Evening Standard/London
The use of everyday phrases like “swinging by” and “going out in the field” was enough to get American TV reporter Alison Parker killed, it emerged yesterday.
Most of Parker’s colleagues at WDBJ TV in Roanoke, Virginia, didn’t give her innocuous remarks a second thought.
But co-worker Vester Lee Flanagan became obsessed that the young broadcast journalist meant the words as racist jibes and he even launched an official complaint against Parker when she was working at the station as an intern in 2013.
The internal memo branding Parker a racist was thrown out by TV executives and it was Flanagan who was eventually axed for his inappropriate behaviour.
But the imagined slight festered with Flanagan.
And hours after he gunned down Parker, 24, and cameraman Adam Ward during a live broadcast on Wednesday, Flanagan made it clear through his Twitter account that he still held a grudge.
“Alison made racist comments,” Flanagan tweeted as he was on the run from the police before turning his gun on himself. “They hired her after that?” he added.
His twisted post was referring to the run-in he had with Parker two-and-a-half years ago over her comments in the newsroom.
“One was something about ‘swinging’ by some place; the other was out in the ‘field,’” said a report on the dispute by assistant news director Greg Baldwin, who looked into the allegations in response to Flanagan’s unsuccessful discrimination lawsuit against the station.
Colleagues of Parker insisted on Thursday that she couldn’t have been less like a racist.
“That’s how that guy’s mind worked. Just crazy, left-field assumptions like that,” Ryan Fuqua, a video editor at WDBJ, told the New York Post.
“[Those words are] just common, everyday talk,” Fuqua explained. “He was unstable. One time, after one of our live shots failed, he threw all his stuff down and ran into the woods for like 20 minutes.”
Flanagan made the accusations a month before he was fired in February 2013.
Trevor Fair, a 33-year-old cameraman at WDBJ for six years, said the words Parker used are commonplace but that they would rile Flanagan.
“We would say stuff like, ‘The reporter’s out in the field’. And he would look at us and say, ‘What are you saying, cotton fields? That’s racist’,” said Fair. “We’d be like, ‘What?’ We all know what that means, but he took it as cotton fields, and therefore we’re all racists.”

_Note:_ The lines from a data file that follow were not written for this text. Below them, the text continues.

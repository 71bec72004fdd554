//! Subscription-aware reconciler.
//!
//! Owns the message history for the current chain and publishes an
//! immutable `Arc<MessageHistory>` after every change. A chain switch bumps
//! the epoch and clears the history in one step; frames carrying an older
//! epoch are rejected, so a frame from the previous chain can never land
//! in the new chain's history even if it was already queued.

use crate::history::{MessageHistory, ReconcileOutcome};
use crate::message::StreamMessage;
use gasfeed_core::ChainId;
use gasfeed_telemetry::Metrics;
use gasfeed_ws::StreamFrame;
use std::sync::Arc;
use tokio::sync::watch;
use tracing::{debug, info, trace};

/// Outcome of applying one raw frame.
#[derive(Debug, Clone, Copy, PartialEq, Eq)]
pub enum FrameOutcome {
    Reconciled(ReconcileOutcome),
    /// Frame belongs to a superseded subscription.
    Stale,
    /// Frame was not valid JSON of the expected shape.
    Undecodable,
}

impl FrameOutcome {
    pub fn as_str(&self) -> &'static str {
        match self {
            Self::Reconciled(outcome) => outcome.as_str(),
            Self::Stale => "stale",
            Self::Undecodable => "undecodable",
        }
    }
}

pub struct Reconciler {
    chain_id: Option<ChainId>,
    epoch: u64,
    current: Arc<MessageHistory>,
    /// Template for fresh histories (carries the bound).
    empty: MessageHistory,
    tx: watch::Sender<Arc<MessageHistory>>,
}

impl Reconciler {
    /// Create an unsubscribed reconciler.
    ///
    /// Returns the reconciler and a receiver of published histories.
    pub fn new(max_entries: Option<usize>) -> (Self, watch::Receiver<Arc<MessageHistory>>) {
        let empty = match max_entries {
            Some(max) => MessageHistory::bounded(max),
            None => MessageHistory::new(),
        };
        let current = Arc::new(empty.clone());
        let (tx, rx) = watch::channel(current.clone());

        (
            Self {
                chain_id: None,
                epoch: 0,
                current,
                empty,
                tx,
            },
            rx,
        )
    }

    pub fn chain_id(&self) -> Option<ChainId> {
        self.chain_id
    }

    pub fn epoch(&self) -> u64 {
        self.epoch
    }

    /// Latest published history.
    pub fn history(&self) -> Arc<MessageHistory> {
        self.current.clone()
    }

    pub fn subscribe(&self) -> watch::Receiver<Arc<MessageHistory>> {
        self.tx.subscribe()
    }

    /// Switch the subscription target.
    ///
    /// Clears the history and publishes the empty history before returning.
    /// Returns the new epoch, which the caller tags the new connection with.
    pub fn switch_chain(&mut self, chain_id: Option<ChainId>) -> u64 {
        self.epoch += 1;
        self.chain_id = chain_id;
        self.publish(Arc::new(self.empty.clone()));

        Metrics::chain_switched();
        info!(
            chain_id = ?chain_id.map(|c| c.value()),
            epoch = self.epoch,
            "Subscription target changed, history cleared"
        );
        self.epoch
    }

    /// Decode and reconcile one raw frame.
    pub fn apply_frame(&mut self, frame: &StreamFrame) -> FrameOutcome {
        let outcome = if frame.epoch != self.epoch || Some(frame.chain_id) != self.chain_id {
            trace!(
                frame_epoch = frame.epoch,
                epoch = self.epoch,
                "Discarding frame from superseded subscription"
            );
            FrameOutcome::Stale
        } else {
            match StreamMessage::decode(&frame.text) {
                Ok(message) => FrameOutcome::Reconciled(self.apply_message(message)),
                Err(e) => {
                    debug!(error = %e, "Dropping undecodable frame");
                    FrameOutcome::Undecodable
                }
            }
        };

        Metrics::feed_frame(outcome.as_str());
        outcome
    }

    /// Reconcile an already decoded message into the current history.
    pub fn apply_message(&mut self, message: StreamMessage) -> ReconcileOutcome {
        let mut next = MessageHistory::clone(&self.current);
        let outcome = next.reconcile(message);
        if outcome.changed() {
            self.publish(Arc::new(next));
        }
        outcome
    }

    fn publish(&mut self, history: Arc<MessageHistory>) {
        Metrics::history_entries(history.len());
        self.current = history.clone();
        self.tx.send_replace(history);
    }
}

Fair added that Flanagan was “management’s worst nightmare”.
Flanagan also flew off the handle when one of his bosses brought in watermelon for the staff.
“Of course, he thought that was racist. He was like, ‘You’re doing that because of me.’ No, the general manager brought in watermelon for the entire news team. He’s like, ‘Nope, this is out for me. You guys are calling me out because I’m black’.”